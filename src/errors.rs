use thiserror::Error;

/// Error type for collation configuration and batching failures.
///
/// All variants are raised synchronously at the point of detection and are
/// fatal for the batch at hand; this layer has no transient-failure notion.
#[derive(Debug, Error)]
pub enum CollateError {
    /// Malformed boundary definition for one spatial axis.
    #[error("invalid boundary definition for axis {axis}: {reason}")]
    Configuration {
        /// Axis whose definition failed validation.
        axis: usize,
        /// Human-readable validation failure.
        reason: String,
    },
    /// Array rank or axis-length mismatch.
    #[error("shape mismatch in '{context}': expected {expected}, found {found}")]
    Shape {
        /// Where the mismatch was detected (key name or operation).
        context: String,
        /// Expected rank or axis length.
        expected: String,
        /// Observed rank or axis length.
        found: String,
    },
    /// Volume index outside `[0, num_volumes)`.
    #[error("volume index {volume} out of range (num_volumes = {num_volumes})")]
    Range {
        /// Offending volume index.
        volume: usize,
        /// Number of volumes in the geometry.
        num_volumes: usize,
    },
    /// Per-key value kind disagreement across events in one batch.
    #[error("key '{key}': event {event} has kind '{found}', expected '{expected}' from event 0")]
    Schema {
        /// Key whose values disagree.
        key: String,
        /// Index of the offending event.
        event: usize,
        /// Kind chosen from the first event.
        expected: String,
        /// Kind observed on the offending event.
        found: String,
    },
    /// Zero-length batch handed to an assembler.
    #[error("cannot collate an empty batch")]
    EmptyBatch,
}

▸ PROBLEM
Check each line of the records above, and copy those that hold the word "mismatch".

▸ SOLUTION TO THE EXERCISE
    /// Array rank or axis-length mismatch.
    #[error("shape mismatch in '{context}': expected {expected}, found {found}")]
        /// Where the mismatch was detected (key name or operation).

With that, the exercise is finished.